> **Task item**: Return the records that follow, unchanged and complete.

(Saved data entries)

_____

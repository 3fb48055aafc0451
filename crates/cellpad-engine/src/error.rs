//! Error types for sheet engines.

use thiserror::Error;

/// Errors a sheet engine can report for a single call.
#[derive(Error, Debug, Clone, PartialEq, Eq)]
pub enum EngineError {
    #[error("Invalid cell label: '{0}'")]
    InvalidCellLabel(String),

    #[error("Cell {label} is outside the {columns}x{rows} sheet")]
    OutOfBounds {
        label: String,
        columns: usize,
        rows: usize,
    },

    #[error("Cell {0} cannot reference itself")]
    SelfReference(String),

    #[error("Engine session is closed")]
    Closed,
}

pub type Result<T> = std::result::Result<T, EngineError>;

_____

> **Response**:
repository 3fb48055aafc0451
filename crates/cellpad-engine/src/error.rs
//! Error types for sheet engines.

use thiserror::Error;

/// Errors a sheet engine can report for a single call.
#[derive(Error, Debug, Clone, PartialEq, Eq)]
pub enum EngineError {
    #[error("Invalid cell label: '{0}'")]
    InvalidCellLabel(String),

    #[error("Cell {label} is outside the {columns}x{rows} sheet")]
    OutOfBounds {
        label: String,
        columns: usize,
        rows: usize,
    },

    #[error("Cell {0} cannot reference itself")]
    SelfReference(String),

    #[error("Engine session is closed")]
    Closed,
}

pub type Result<T> = std::result::Result<T, EngineError>;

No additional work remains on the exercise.